Leave the door open
Updated On: 09 August, 2020 07:00 AM IST | Mumbai | Sumedha Raikar Mhatre

An example of an exhibition that Purohit says was thought through is Prabhakar Barwe's retrospective, Inside the Empty Box, curated by Jesal Thacker at NGMA Mumbai in February 2019. Pic courtesy/Bodhana Arts and Research Foundation
Visual artist Nikhil Purohit, 35 is unhappy, and the lack of mobility during COVID times is not the cause. The unease is about the conclusions he has arrived at in the research (initiated last June) on visitors' accessibility in contemporary art exhibitions and programming in 74-odd visual arts organisations in Greater Mumbai metropolitan region. His findings clearly state that the visual arts world operates in a closed circuit; its programming is mostly operational in the English language, thereby limiting entry and access to those who communicate in other local Indian tongues. With a few exceptions to the rule—Dr Bhau Daji Lad Mumbai City Museum's free-to-public programming in Marathi—the entire art activity in Mumbai rests on exclusion, not inclusion.
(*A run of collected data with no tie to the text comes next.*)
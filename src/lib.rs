//! commit-gate library.
//!
//! Commit-gate checks for pre-commit hooks: committer email domains and
//! prohibited staged filenames.

pub mod cli;
pub mod config;
pub mod email;
pub mod error;
pub mod git;
pub mod matcher;

pub use error::Error;
pub use matcher::{find_prohibited, Matcher, Report, RuleSources, ScanMode};
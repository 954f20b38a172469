//! Committer email check.

use std::io::Write;

use tracing::info;

use super::{split_list, EmailArgs};
use crate::config::Config;
use crate::email::{check_user_email, disallowed_message, EmailCheck};
use crate::error::Error;
use crate::git::GitRepo;

/// Run the check-email command. Returns the process exit code.
pub fn run(args: &EmailArgs, git: &dyn GitRepo, out: &mut dyn Write) -> Result<i32, Error> {
    let config = Config::resolve(args.config.as_deref())?;
    let mut allowed = config.email.allowed_domains;
    allowed.extend(split_list(&args.allowed_domains));

    let check = check_user_email(git, &allowed)?;
    match &check {
        EmailCheck::Allowed { email } => {
            info!(%email, "Committer email allowed");
        }
        EmailCheck::Disallowed { email, domain } => {
            info!(%email, %domain, "Committer email domain not allowed");
            writeln!(out, "{}", disallowed_message(&allowed))?;
        }
    }
    Ok(check.exit_code())
}
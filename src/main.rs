//! commit-gate - pre-commit checks for committer email and prohibited files.

use std::io;

use clap::Parser;
use tracing::debug;
use tracing_subscriber::{fmt, prelude::*, EnvFilter};

use commit_gate::cli::{self, Cli, Commands};
use commit_gate::cli::hooks::InstallOutcome;
use commit_gate::git::SystemGit;
use commit_gate::Error;

fn main() {
    // stdout carries the report, so logs go to stderr
    tracing_subscriber::registry()
        .with(fmt::layer().with_writer(io::stderr))
        .with(
            EnvFilter::try_from_default_env()
                .unwrap_or_else(|_| EnvFilter::new("commit_gate=warn")),
        )
        .init();

    let cli = Cli::parse();

    match run(cli) {
        Ok(0) => {}
        Ok(exit_code) => std::process::exit(exit_code),
        Err(e) => {
            debug!(error = ?e, configuration = e.is_configuration(), "commit-gate failed");
            eprintln!("Error: {}", e);
            std::process::exit(1);
        }
    }
}

fn run(cli: Cli) -> Result<i32, Error> {
    match cli.command {
        Commands::CheckFilenames(args) => {
            cli::filenames::run(&args, &SystemGit, &mut io::stdout().lock())
        }
        Commands::CheckEmail(args) => cli::email::run(&args, &SystemGit, &mut io::stdout().lock()),
        Commands::InstallHook { force } => {
            let project_root = std::env::current_dir()?;
            match cli::hooks::install_hook(&project_root, force)? {
                InstallOutcome::Installed => println!("pre-commit hook installed."),
                InstallOutcome::Updated => println!("pre-commit hook updated."),
                InstallOutcome::AlreadyInstalled => {
                    println!("pre-commit hook already installed. Use --force to rewrite it.")
                }
                InstallOutcome::NoGit => {
                    println!("No .git directory found in this project.");
                    return Ok(1);
                }
            }
            Ok(0)
        }
        Commands::UninstallHook => {
            let project_root = std::env::current_dir()?;
            if cli::hooks::uninstall_hook(&project_root)? {
                println!("Removed commit-gate section from pre-commit hook.");
            } else {
                println!("No commit-gate section found in pre-commit hook.");
            }
            Ok(0)
        }
    }
}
Even before Purohit embarked on the study—which focuses on 16 defining institutions and 22 key voices of Mumbai's art world—the choice of a single instructional language for art appreciation had always bothered him. In his student days at the Sir JJ School of Art, or even during his primary schooling in Pune after his parents migrated from Hubli in the late nineties, the Kannadiga, who struggled with Marathi, has empathised with language issues. "When people are cut off from a discourse, they lose interest. I have sensed that frustration amongst fellow students from mofussil Maharashtra who couldn't spell Nietzsche or get Kant." He says a similar frustration keeps people out of art exhibitions.